An Advocate for the Shimmy
A belly dancer with two law degrees comes to the defense of an ancient art form

By Christina Ianzito
Sunday, March 22, 2009

The belly dancer known as Saphira sweeps onto the dance floor, a pink scarf flowing behind her upraised arms. She's wearing false eyelashes and heavy eyeliner, a pumpkin-orange bra top with gold and pink beads and sequins, and long swirling layers of a pink-and-orange skirt. Tall and big-boned, she has a soft belly that is bared and shaking along with her hips as she improvises to the live band -- a drummer and keyboardist -- at Casablanca, a Moroccan restaurant in Alexandria.

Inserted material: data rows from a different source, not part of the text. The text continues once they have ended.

pub mod arg;
pub mod command;
pub mod config;
pub mod core;
pub mod errors;
pub mod extensions;
pub mod prompter;
pub mod logging;
pub mod scheduler;
pub mod ui;

pub type ShotId = i32;
pub type EquipmentId = String;
use super::args::*;
use crate::errors::{Error, Result};

pub struct ArgParser {
    factories: Vec<Box<dyn ArgFactory>>,
}

impl ArgParser {
    /// Factories are tried in order; the first that can start a token
    /// claims it.
    pub fn new() -> Self {
        Self {
            factories: vec![
                Box::new(MultiTokenFactory::<NameArg>::new()),
                Box::new(MultiTokenFactory::<LocationArg>::new()),
                Box::new(SingleTokenFactory::<FlagArg>::new()),
                Box::new(SingleTokenFactory::<SceneArg>::new()),
                Box::new(SingleTokenFactory::<GearArg>::new()),
                Box::new(SingleTokenFactory::<StatusArg>::new()),
                Box::new(SingleTokenFactory::<ModeArg>::new()),
                Box::new(SingleTokenFactory::<IntArg>::new()),
                Box::new(SingleTokenFactory::<TimeSpanArg>::new()),
                Box::new(SingleTokenFactory::<TimeArg>::new()),
                Box::new(SingleTokenFactory::<DurationArg>::new()),
                Box::new(SingleTokenFactory::<DateArg>::new()),
            ],
        }
    }

    pub fn parse(&self, raw: &[String]) -> Result<Vec<Arg>> {
        let mut ts = TokenStream::new(raw);
        let mut out = Vec::new();

        while !ts.eof() {
            let tok = ts.peek()?.to_string();
            let factory = self.factories.iter().find(|f| f.can_start(&tok));

            match factory {
                Some(f) => out.push(f.parse(&mut ts)?),
                None => {
                    return Err(Error::Parse(format!(
                        "Unrecognized argument: '{}'. If this is a title or query, wrap it in quotes.",
                        tok
                    )));
                }
            }
        }
        Ok(out)
    }
}
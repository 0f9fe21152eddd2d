use crate::arg::args::Arg;
use crate::command::command_resolver::{
    CommandResolver, GearResolver, GlobalResolver, ShotActionResolver, TypeHelpResolver,
};
use crate::command::commands::CommandDyn;
use crate::errors::{Error, Result};

pub struct CommandParser {
    registry: Vec<Box<dyn CommandResolver>>,
}

impl CommandParser {
    pub fn new() -> Self {
        Self {
            registry: vec![
                Box::new(ShotActionResolver),
                Box::new(GearResolver),
                Box::new(GlobalResolver),
                Box::new(TypeHelpResolver),
            ],
        }
    }

    pub fn parse<'a>(&self, command: &str, args: &'a [Arg]) -> Result<CommandDyn<'a>> {
        for r in &self.registry {
            if r.can_resolve(command) {
                return r.resolve(command, args);
            }
        }
        Err(Error::unknown(command))
    }
}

Saphira doesn't really look like someone who once worked as a full-time Washington lawyer named Rachael Galoob Ortega. But she has two law degrees, including one from Georgetown, and used to spend her days laboring over regulatory analysis for communications companies. Now this 38-year-old self-proclaimed "Jewish girl from Oklahoma" shimmies for a living, running a Clarendon belly-dancing school, Saffron Dance, in addition to giving occasional performances. She also has become, in true Washington fashion, a public advocate for belly dance, which, she says, "allows for the discovery of your body and your spirit in a way that I've never seen anything else do."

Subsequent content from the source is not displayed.